The Student News Site of Taipei American School




LETTER | Our wellness is a work-in-progress


This letter was chosen as one of the winners for the Blue & Gold’s first letter-writing contest, and was first published in print on March 23.

by Annabel Uhlman (’18) and Claire Young (’18)
Here’s something most people don’t know about us. We have both been in Taipei American School for over six years, and during this time, we have struggled with how to deal with overwhelming negativity or numbness.  Both of us have developed different relationships with depression. We’ve felt like we couldn’t speak up about what we were going through, and have turned to unhealthy coping habits.
We want to share our experiences because we are not the only ones dealing with these issues. There was never an easy time to talk about not feeling okay in school, because it seemed unacceptable to be sad without a reason. The counselors and administration have resources for support and encourage students to seek help.  However, the problem is the stigma that surrounds asking for help. When you run out of class to cry in the bathroom or hide the cuts on your wrists, it seems that most students turn their heads and look away. They may want to help, but they do not know how and they are afraid to say the wrong things, so they say nothing at all.
Mental health is an invisible issue at TAS. When Annabel came forward to ask for help, she felt invaded and small. Even though she found help in therapy, a safe space to talk, she felt like she was always hiding something at school. Worst of all, she felt like something was wrong with her, and it seemed like she was the only one struggling.
Claire had similar experiences. She often felt that school was a lonely, cold place where few people were willing to listen. She realized that even willing listeners were more focused on giving advice than understanding her.  She thought she had to always be strong, in the same way that she had to always be a straight-A student. Reaching out for help was difficult, especially when she knew that other high-achieving students disapproved of it.
The topics of depression, anxiety, or simply not feeling okay were never discussed at the 2017 Wellness Convention, where attendance was optional. While wellness is part of TAS’s new Strategic Plan, it seems like an afterthought to academic reputation and sports medals. Over a year has passed since TAS announced its intention to focus on wellness, but little has changed. We are still sleep-deprived and coping with stress unhealthily.
We need an education that cultivates not just “intelligent” minds, but healthy ones. This requires a cultural shift to be a more accepting community, but also a better mental health education. We need a school where all-nighters and full schedules aren’t worn like badges of honor.  Where health education isn’t simply a Powerpoint on STDs, but also discusses depression, anxiety, self-care habits, and more. Where we learn to be kind to ourselves, recognize the effects of mental illnesses, and identify toxic thought patterns. Where we do not feel the need to hide our scars.

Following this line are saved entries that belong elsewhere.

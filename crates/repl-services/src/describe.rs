//! `describe`: reports the ops the running chain answers.

use repl_protocol::{Descriptor, OpDoc, Ops, Status};
use repl_server::{Extension, Next, OpError, Request};
use serde_json::{Map, Value, json};

use crate::namespace::CURRENT_NS_KEY;

pub struct DescribeExtension {
    version: String,
}

impl DescribeExtension {
    pub fn new() -> Self {
        Self {
            version: env!("CARGO_PKG_VERSION").to_string(),
        }
    }

    /// Report `version` instead of this crate's own.
    pub fn with_version(version: impl Into<String>) -> Self {
        Self {
            version: version.into(),
        }
    }
}

impl Default for DescribeExtension {
    fn default() -> Self {
        Self::new()
    }
}

impl Extension for DescribeExtension {
    fn descriptor(&self) -> Descriptor {
        Descriptor::new().expects(Ops::CLONE).handles(
            Ops::DESCRIBE,
            OpDoc::new("Describe the ops this server answers.")
                .optional("verbose?", "Include each op's documentation.")
                .returns("ops", "Map of op name to its documentation (empty unless verbose).")
                .returns("versions", "Server version information.")
                .returns("extensions", "Extension ids in chain order.")
                .returns("aux", "Session details such as the current namespace."),
        )
    }

    async fn handle(&self, req: &mut Request, _next: Next<'_>) -> Result<(), OpError> {
        let verbose = req.message().get_flag("verbose?");
        let chain = req.chain();

        let mut ops = Map::new();
        for (op, doc) in chain.ops() {
            let entry = if verbose {
                serde_json::to_value(doc).map_err(|e| OpError::new(e.to_string()))?
            } else {
                json!({})
            };
            ops.insert(op.to_string(), entry);
        }

        let extensions: Vec<Value> = chain.order().into_iter().map(Value::from).collect();

        let mut response = req
            .response()
            .with_status([Status::DONE])
            .with_field("ops", ops)
            .with_field(
                "versions",
                json!({ "ultra-repl": { "version-string": self.version } }),
            )
            .with_field("extensions", extensions);

        if let Some(ns) = req.session().get_str(CURRENT_NS_KEY) {
            response = response.with_field("aux", json!({ "current-ns": ns }));
        }

        req.send(response);
        Ok(())
    }
}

We, as students, also need to be more accepting of struggle and more willing to help. It’s no secret that institutionalized competition is inextricably intertwined with TAS life. We are a school of highly-academic, intelligent adolescents, and it’s time for us to realize that feeling tired, stressed, and burned out every single day should not be the norm. We stretch ourselves thin to get the perfect college application by participating in sports, service clubs, honor societies, and more. We need to realize that it’s okay to not do it all. Our academic careers should not come at the expense of our mental health.

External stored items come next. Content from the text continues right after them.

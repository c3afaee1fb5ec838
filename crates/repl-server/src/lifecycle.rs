//! Baseline session extension: `clone`, `close`, `ls-sessions`, `interrupt`.
//!
//! Present in every chain: the router registers it ahead of everything else
//! unless another extension already provides `clone`.

use repl_protocol::{Descriptor, OpDoc, Ops, Status};
use tracing::debug;

use crate::chain::Next;
use crate::extension::{Extension, OpError};
use crate::request::Request;

/// Id the baseline extension is registered under.
pub const SESSION_EXTENSION_ID: &str = "session";

#[derive(Debug, Default, Clone, Copy)]
pub struct SessionExtension;

impl SessionExtension {
    pub fn new() -> Self {
        Self
    }

    fn clone_session(&self, req: &Request) -> Result<(), OpError> {
        let id = req
            .sessions()
            .create(req.session_id())
            .map_err(|e| OpError::new(e.to_string()))?;
        req.send(
            req.response()
                .with_status([Status::DONE])
                .with_field("new-session", id),
        );
        Ok(())
    }

    fn close_session(&self, req: &Request) -> Result<(), OpError> {
        let id = req.session_id().ok_or_else(|| OpError::missing_param("session"))?;
        if req.sessions().close(id).is_err() {
            req.respond([Status::ERROR, Status::UNKNOWN_SESSION]);
            return Ok(());
        }
        let cancelled = req.in_flight().interrupt_session(Some(id), Some(req.message().id()));
        if cancelled > 0 {
            debug!("Closing session {id} interrupted {cancelled} message(s)");
        }
        req.done();
        Ok(())
    }

    fn list_sessions(&self, req: &Request) {
        req.send(
            req.response()
                .with_status([Status::DONE])
                .with_field("sessions", req.sessions().list()),
        );
    }

    fn interrupt(&self, req: &Request) -> Result<(), OpError> {
        let session = req.session_id();
        let status = match req.message().get_str("interrupt-id") {
            Some(target) if req.in_flight().interrupt(session, target) => vec![Status::DONE],
            Some(_) => vec![Status::DONE, Status::INTERRUPT_ID_MISMATCH],
            // Sessionless messages from every client share the `None` key.
            None if session.is_none() => return Err(OpError::missing_param("session")),
            None => {
                let own_id = Some(req.message().id());
                if req.in_flight().interrupt_session(session, own_id) > 0 {
                    vec![Status::DONE]
                } else {
                    vec![Status::DONE, Status::SESSION_IDLE]
                }
            }
        };
        req.respond(status);
        Ok(())
    }
}

impl Extension for SessionExtension {
    fn descriptor(&self) -> Descriptor {
        Descriptor::new()
            .handles(
                Ops::CLONE,
                OpDoc::new("Create a new session, copying the state of the message's session if it names one.")
                    .optional("session", "Session whose state is copied.")
                    .returns("new-session", "Id of the new session."),
            )
            .handles(
                Ops::CLOSE,
                OpDoc::new("Close a session and interrupt anything still running in it.")
                    .requires("session", "Session to close."),
            )
            .handles(
                Ops::LS_SESSIONS,
                OpDoc::new("List the ids of every open session.")
                    .returns("sessions", "Sorted list of session ids."),
            )
            .handles(
                Ops::INTERRUPT,
                OpDoc::new("Interrupt a message still being processed in a session.")
                    .optional("session", "Session the target message runs in.")
                    .optional(
                        "interrupt-id",
                        "Id of the message to interrupt. Without it every other in-flight message of the session is interrupted.",
                    ),
            )
    }

    async fn handle(&self, req: &mut Request, _next: Next<'_>) -> Result<(), OpError> {
        match req.op() {
            Ops::CLONE => self.clone_session(req)?,
            Ops::CLOSE => self.close_session(req)?,
            Ops::LS_SESSIONS => self.list_sessions(req),
            Ops::INTERRUPT => self.interrupt(req)?,
            other => return Err(OpError::new(format!("session extension cannot handle {other}"))),
        }
        Ok(())
    }
}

We need to be aware of how we silence those around us, even unintentionally. We often invalidate other’s experiences by labeling them as weak, thinking that they’re fishing for sympathy or that they can’t handle it. We’re complicit in creating this culture of shame, of suppressing our negativity until it becomes overwhelming. Instead, we need to become a community that’s comfortable with accepting and voicing our struggles. It’s time for this invisible issue to become more visible, and for us to become healthier, happier people.